Several other key variables were associated with SSIs in this study. Osseous flaps were found to increase infection risk, consistent with previous reports.30,31,32 Hypotheses for the observed increase in SSI rates include increased operative complexity, hardware use, and dead space.6,30 However, in this study, reconstruction with an osseous flap was only independently associated with donor-site SSI. Similarly, older age was associated with flap donor SSI but not overall SSI. The cause of these donor site associations are likely multifactorial but may be related to patient comorbidities, such as vasculopathies and metabolic disorders, that more prominently affect extremity donor sites.33,34
Limitations
This study has limitations. Because of the observational study design, there was no unified protocol for perioperative prophylaxis or any placebo control. Heterogeneous antiseptic regimens were used with varying duration. In addition, there was no control over duration, frequency, or volume of topical treatments. Because of the heterogeneous perioperative practices, this study was not powered for practice-specific subset analysis (eg, 24 vs 48 hours of systemic prophylaxis or comparison of the different mucosal preparation agents). In addition, intraoperative antibiotic irrigations are a potential confounding factor. No independent analysis was performed because of the small number of cases that used intraoperative irrigations. Another limitation in this study was the failure to capture the individual severity of comorbid ailments and other factors that can lead to a predisposition to infections. Despite these limitations, this study, to our knowledge, represents the largest prospective multicenter evaluation to date of SSIs in UADT flap reconstruction, which included rigorous data collection and a consistent definition of SSI across centers.
Conclusions
Surgical site infections remain a major source of morbidity for patients undergoing flap reconstruction of UADT defects.

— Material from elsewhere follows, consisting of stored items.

impl<'a> SeedGenerator<'a> {
    pub fn new(follower: Follower<'a>) -> Self {
        SeedGenerator { follower }
    }

    /// Run one seeding pass over every sector.
    ///
    /// Arguments
    /// -----------------
    /// * `store`: the event's clusters.
    /// * `usage`: claims table. Owned clusters are never used as support points; clusters
    ///   attached by accepted seeds stay provisionally claimed.
    /// * `pass`: rows, policy and cuts of the pass.
    /// * `pass_index`: position of the pass in the schedule, recorded in the seed origin.
    /// * `next_id`: next free track id, advanced for every accepted seed.
    ///
    /// Return
    /// ----------
    /// * The accepted seeds, grown down to the inner row, and the pass report.
    pub fn make_seeds(
        &self,
        store: &ClusterStore,
        usage: &mut UsageTable,
        pass: &SeedingPass,
        pass_index: usize,
        next_id: &mut TrackId,
    ) -> (Vec<TrackCandidate>, SeedingReport) {
        let geometry = self.follower.geometry();
        let params = self.follower.params();
        let mut report = SeedingReport {
            pass: pass_index,
            policy: pass.policy,
            pairs_tested: 0,
            seeds_created: 0,
            seeds_accepted: 0,
            overflowed: false,
        };
        let mut seeds = Vec::new();

        'sectors: for sector in 0..geometry.n_sectors() {
            let mut pairs = 0usize;
            let outer = store.row(sector, pass.outer_row);
            for (k1, c1) in outer.clusters().iter().enumerate() {
                let id1 = ClusterId::new(sector, pass.outer_row, k1);
                if usage.is_owned(store.flat_index(id1)) {
                    continue;
                }
                let anchor = Anchor { id: id1, cluster: c1 };
                let partners = match pass.policy {
                    SeedingPolicy::VertexConstrained => {
                        self.vertex_partners(store, usage, pass, sector, &anchor)
                    }
                    SeedingPolicy::Unconstrained => {
                        self.line_partners(store, usage, pass, sector, &anchor)
                    }
                };
                for k2 in partners {
                    pairs += 1;
                    report.pairs_tested += 1;
                    if pairs > params.max_pairs_per_sector {
                        warn!(
                            sector,
                            pass = pass_index,
                            cap = params.max_pairs_per_sector,
                            "seed pair cap reached, sector truncated"
                        );
                        report.overflowed = true;
                        continue 'sectors;
                    }
                    let Some(mut track) = self.build_seed(
                        store, usage, pass, pass_index, sector, &anchor, k2, *next_id,
                    ) else {
                        continue;
                    };
                    report.seeds_created += 1;
                    if self.grow_and_accept(&mut track, store, usage, pass) {
                        *next_id += 1;
                        report.seeds_accepted += 1;
                        seeds.push(track);
                        if report.seeds_accepted >= params.max_seeds_per_pass {
                            warn!(
                                pass = pass_index,
                                cap = params.max_seeds_per_pass,
                                "seed cap reached, pass truncated"
                            );
                            report.overflowed = true;
                            break 'sectors;
                        }
                    } else {
                        release(&track, store, usage);
                    }
                }
            }
        }
        debug!(
            pass = pass_index,
            policy = ?pass.policy,
            pairs = report.pairs_tested,
            created = report.seeds_created,
            accepted = report.seeds_accepted,
            "seeding pass"
        );
        (seeds, report)
    }

    /// Inner-row clusters pointing with the outer cluster back to the vertex.
    fn vertex_partners(
        &self,
        store: &ClusterStore,
        usage: &UsageTable,
        pass: &SeedingPass,
        sector: usize,
        anchor: &Anchor<'_>,
    ) -> Vec<usize> {
        let geometry = self.follower.geometry();
        let params = self.follower.params();
        let cuts = &pass.cuts;
        let (x3, y3, z3) = geometry.vertex_local(sector);
        let x1 = geometry.radius(pass.outer_row);
        let x2 = geometry.radius(pass.inner_row);
        let (y1, z1) = (anchor.cluster.y, anchor.cluster.z);

        if (z1 - z3).abs() > cuts.max_tgl * (x1 - x3) + params.seed_margin_z {
            return Vec::new();
        }
        let lever = (x2 - x3) / (x1 - x3);
        let z_proj = z3 + (z1 - z3) * lever;
        let y_proj = y3 + (y1 - y3) * lever;
        let cmax = cuts.max_curvature;
        let dz = params.seed_margin_z
            + cuts.max_vertex_dz * (x1 - x2) / (x1 - x3)
            + (z1 - z3).abs() * cmax * cmax * (x1 - x3) * (x1 - x2) / 4.0;
        let dy = 0.5 * cmax * (x2 - x3) * (x1 - x2) + params.seed_margin_y;

        self.window(store, usage, sector, pass.inner_row, y_proj, dy, z_proj, dz)
    }

    /// Inner-row clusters compatible with a straight chord of bounded slope.
    fn line_partners(
        &self,
        store: &ClusterStore,
        usage: &UsageTable,
        pass: &SeedingPass,
        sector: usize,
        anchor: &Anchor<'_>,
    ) -> Vec<usize> {
        let geometry = self.follower.geometry();
        let params = self.follower.params();
        let cuts = &pass.cuts;
        let lever = geometry.radius(pass.outer_row) - geometry.radius(pass.inner_row);
        let dz = cuts.max_tgl * lever * 1.2 + params.seed_margin_z;
        let dy = UNCONSTRAINED_MAX_TAN_PHI * lever
            + 0.5 * cuts.max_curvature * lever * lever
            + params.seed_margin_y;
        self.window(
            store,
            usage,
            sector,
            pass.inner_row,
            anchor.cluster.y,
            dy,
            anchor.cluster.z,
            dz,
        )
    }

    #[allow(clippy::too_many_arguments)]
    fn window(
        &self,
        store: &ClusterStore,
        usage: &UsageTable,
        sector: usize,
        row: usize,
        y: Centimeter,
        dy: Centimeter,
        z: Centimeter,
        dz: Centimeter,
    ) -> Vec<usize> {
        let clusters = store.row(sector, row).clusters();
        store
            .clusters_in_z_window(sector, row, z - dz, z + dz)
            .filter(|&k| (clusters[k].y - y).abs() <= dy)
            .filter(|&k| !usage.is_owned(store.flat_index(ClusterId::new(sector, row, k))))
            .collect()
    }

    /// Seed state and covariance at the outer cluster for one pair, or `None` if the pair
    /// fails the kinematic cuts or the middle-row check.
    #[allow(clippy::too_many_arguments)]
    fn build_seed(
        &self,
        store: &ClusterStore,
        usage: &mut UsageTable,
        pass: &SeedingPass,
        pass_index: usize,
        sector: usize,
        anchor: &Anchor<'_>,
        k2: usize,
        id: TrackId,
    ) -> Option<TrackCandidate> {
        let geometry = self.follower.geometry();
        let params = self.follower.params();
        let (i1, i2) = (pass.outer_row, pass.inner_row);
        let mid = (i1 + i2) / 2;
        let c1 = anchor.cluster;
        let c2 = store.row(sector, i2).get(k2)?;
        let p1: Point = [geometry.radius(i1), c1.y, c1.z];
        let p2: Point = [geometry.radius(i2), c2.y, c2.z];
        let two = |c: &Cluster| (2.0 * c.sigma_y2, 2.0 * c.sigma_z2);
        let (v1y, v1z) = two(c1);
        let (v2y, v2z) = two(c2);

        let (state, cov, check_row) = match pass.policy {
            SeedingPolicy::VertexConstrained => {
                let (x3, y3, z3) = geometry.vertex_local(sector);
                let points = [p1, p2, [x3, y3, z3]];
                let state = conformal::state_from_points(&points, 1)?;
                let vertex = geometry.vertex();
                let variances = SupportVector::from_column_slice(&[
                    v1y,
                    v1z,
                    v2y,
                    v2z,
                    vertex.sigma_y.powi(2) + params.vertex_curvature_term * state[4].powi(2),
                    vertex.sigma_z.powi(2),
                ]);
                let cov = self.covariance(&points, 1, &variances)?;
                (state, cov, mid)
            }
            SeedingPolicy::Unconstrained => {
                let xm = geometry.radius(mid);
                let t = (xm - p2[0]) / (p1[0] - p2[0]);
                let lever = p1[0] - p2[0];
                let road_y =
                    0.125 * pass.cuts.max_curvature * lever * lever + params.middle_road_y;
                let hit = store.nearest(
                    sector,
                    mid,
                    p2[1] + (p1[1] - p2[1]) * t,
                    p2[2] + (p1[2] - p2[2]) * t,
                    road_y,
                    params.middle_road_z,
                )?;
                if usage.is_owned(store.flat_index(hit.id)) {
                    return None;
                }
                let pm: Point = [xm, hit.cluster.y, hit.cluster.z];
                let points = [p1, pm, p2];
                let state = conformal::state_from_points(&points, 2)?;
                let (vmy, vmz) = two(hit.cluster);
                let variances =
                    SupportVector::from_column_slice(&[v1y, v1z, vmy, vmz, v2y, v2z]);
                let cov = self.covariance(&points, 2, &variances)?;
                (state, cov, (i1 + mid) / 2)
            }
        };

        if !passes_cuts(&state, &pass.cuts, params.max_seed_snp) {
            return None;
        }
        let param = TrackParam::new(p1[0], geometry.sector_alpha(sector), state, cov);
        if check_row > i2
            && check_row < i1
            && !self.has_cluster_near(store, &param, sector, check_row)
        {
            return None;
        }

        let origin = SeedOrigin {
            policy: pass.policy,
            pass: pass_index,
            outer_row: i1,
            inner_row: i2,
        };
        let mut track = TrackCandidate::new(id, param, sector, geometry.n_rows(), origin, i1);
        let flat = store.flat_index(anchor.id);
        let shared = usage.is_taken(flat, params.provisional_threshold);
        let slot = cluster_slot(track.param(), anchor.id, shared);
        track.count_foundable();
        track.assign(i1, slot, 0.0);
        usage.claim_provisional(flat);
        track.set_status(TrackStatus::Growing);
        Some(track)
    }

    fn covariance(
        &self,
        points: &[Point; 3],
        dip_from: usize,
        variances: &SupportVector,
    ) -> Option<StateCovariance> {
        let xs = [points[0][0], points[1][0], points[2][0]];
        let support = SupportVector::from_column_slice(&[
            points[0][1],
            points[0][2],
            points[1][1],
            points[1][2],
            points[2][1],
            points[2][2],
        ]);
        let map = |v: &SupportVector| {
            conformal::state_from_points(
                &[[xs[0], v[0], v[1]], [xs[1], v[2], v[3]], [xs[2], v[4], v[5]]],
                dip_from,
            )
        };
        conformal::seed_covariance(map, &support, variances, self.follower.params().jacobian_step)
    }

    fn has_cluster_near(
        &self,
        store: &ClusterStore,
        param: &TrackParam,
        sector: usize,
        row: usize,
    ) -> bool {
        let params = self.follower.params();
        param
            .prolongation(self.follower.geometry().radius(row))
            .and_then(|(y, z)| {
                store.nearest(sector, row, y, z, params.middle_road_y, params.middle_road_z)
            })
            .is_some()
    }

    /// Short follow, full follow to the inner row and acceptance rules.
    fn grow_and_accept(
        &self,
        track: &mut TrackCandidate,
        store: &ClusterStore,
        usage: &mut UsageTable,
        pass: &SeedingPass,
    ) -> bool {
        let params = self.follower.params();
        let (i1, i2) = (pass.outer_row, pass.inner_row);
        let mid = (i1 + i2) / 2;

        self.follower.follow_inward(track, mid, store, usage);
        let (found, foundable, shared) = counts(track);
        let c = track.param().covariance();
        if !is_growing(track)
            || found < params.seed_short_found_fraction * foundable
            || shared > params.seed_short_shared_fraction * found
            || c[(0, 0)] + c[(1, 1)] > params.seed_short_max_variance
        {
            track.reject(TerminationReason::SeedQuality);
            return false;
        }

        self.follower.follow_inward(track, i2, store, usage);
        let (found, foundable, shared) = counts(track);
        if !is_growing(track)
            || found < params.seed_full_span_fraction * (i1 - i2) as f64
            || found < params.seed_full_found_fraction * foundable
            || shared > params.seed_full_shared_fraction * found
        {
            track.reject(TerminationReason::SeedQuality);
            return false;
        }

        if pass.policy == SeedingPolicy::Unconstrained {
            return true;
        }
        let geometry = self.follower.geometry();
        let (x_vertex, _, z_vertex) = geometry.vertex_local(track.sector());
        let points_back = |t: &TrackCandidate| {
            t.param()
                .z_at(x_vertex)
                .is_some_and(|z| (z - z_vertex).abs() <= pass.cuts.max_vertex_dz)
        };
        if points_back(track) {
            return true;
        }
        for extra in params.vertex_retry_rows {
            let to = track.current_row().saturating_sub(extra);
            if to == track.current_row() || !is_growing(track) {
                break;
            }
            self.follower.follow_inward(track, to, store, usage);
            if is_growing(track) && points_back(track) {
                return true;
            }
        }
        track.reject(TerminationReason::VertexMismatch);
        false
    }
}
//! # Cluster usage
//!
//! Two independent layers of bookkeeping, indexed by
//! [`ClusterStore::flat_index`](crate::clusters::store::ClusterStore::flat_index):
//!
//! * **provisional** claims, a counter per cluster incremented by candidates while they
//!   grow. Used only as a sharing hint during following.
//! * **authoritative** ownership, written exclusively by the
//!   [`Consolidator`](crate::consolidator::Consolidator). It is cleared and recomputed
//!   from the surviving tracks at every consolidation, so repeated consolidations of the
//!   same track set produce the same table.

use serde::{Deserialize, Serialize};

/// Observable usage state of a cluster.
#[derive(Debug, Clone, Copy, PartialEq, Eq, Default, Serialize, Deserialize)]
pub enum ClusterUsage {
    #[default]
    Unused,
    /// Claimed by at least one growing candidate, owned by no surviving track
    ProvisionallyClaimed,
    /// Owned by exactly one surviving track
    Owned,
    /// Owned by two or more surviving tracks
    Shared,
}

#[derive(Debug, Clone, Copy, PartialEq, Eq, Default)]
enum Authority {
    #[default]
    Free,
    Owned,
    Shared,
}

#[derive(Debug, Clone, Default)]
pub struct UsageTable {
    provisional: Vec<u16>,
    authoritative: Vec<Authority>,
}

impl UsageTable {
    pub fn new(n_clusters: usize) -> Self {
        UsageTable {
            provisional: vec![0; n_clusters],
            authoritative: vec![Authority::Free; n_clusters],
        }
    }

    #[inline]
    pub fn len(&self) -> usize {
        self.provisional.len()
    }

    #[inline]
    pub fn is_empty(&self) -> bool {
        self.provisional.is_empty()
    }

    pub fn state(&self, flat: usize) -> ClusterUsage {
        match self.authoritative[flat] {
            Authority::Shared => ClusterUsage::Shared,
            Authority::Owned => ClusterUsage::Owned,
            Authority::Free if self.provisional[flat] > 0 => ClusterUsage::ProvisionallyClaimed,
            Authority::Free => ClusterUsage::Unused,
        }
    }

    #[inline]
    pub fn provisional_count(&self, flat: usize) -> u16 {
        self.provisional[flat]
    }

    /// True if a surviving track owns the cluster.
    #[inline]
    pub fn is_owned(&self, flat: usize) -> bool {
        self.authoritative[flat] != Authority::Free
    }

    /// True if the cluster counts as used by someone else for a candidate about to claim it.
    #[inline]
    pub fn is_taken(&self, flat: usize, provisional_threshold: u16) -> bool {
        self.is_owned(flat) || self.provisional[flat] >= provisional_threshold
    }

    #[inline]
    pub fn claim_provisional(&mut self, flat: usize) {
        self.provisional[flat] = self.provisional[flat].saturating_add(1);
    }

    #[inline]
    pub fn release_provisional(&mut self, flat: usize) {
        self.provisional[flat] = self.provisional[flat].saturating_sub(1);
    }

    pub(crate) fn clear_provisional(&mut self) {
        self.provisional.iter_mut().for_each(|c| *c = 0);
    }

    pub(crate) fn reset_authoritative(&mut self) {
        self.authoritative
            .iter_mut()
            .for_each(|a| *a = Authority::Free);
    }

    /// Record ownership by one more surviving track.
    pub(crate) fn claim_authoritative(&mut self, flat: usize) {
        let slot = &mut self.authoritative[flat];
        *slot = match *slot {
            Authority::Free => Authority::Owned,
            Authority::Owned | Authority::Shared => Authority::Shared,
        };
    }

    /// Number of clusters per observable state, in the order
    /// `[Unused, ProvisionallyClaimed, Owned, Shared]`.
    pub fn census(&self) -> [usize; 4] {
        let mut counts = [0; 4];
        for flat in 0..self.len() {
            let k = match self.state(flat) {
                ClusterUsage::Unused => 0,
                ClusterUsage::ProvisionallyClaimed => 1,
                ClusterUsage::Owned => 2,
                ClusterUsage::Shared => 3,
            };
            counts[k] += 1;
        }
        counts
    }
}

The results of this cohort study suggest a role for preoperative topical antisepsis mucosal preparation in reducing rates of SSI. Our findings also support the high prevalence of pathogenic gram-negative bacilli and consideration of greater gram-negative coverage with perioperative prophylaxis. This study found significant heterogeneity of perioperative practices, emphasizing key areas for further study and standardization. Future RCTs are needed to evaluate individual topical and systemic prophylactic interventions that may decrease the incidence of SSIs in patients undergoing UADT resection and reconstruction.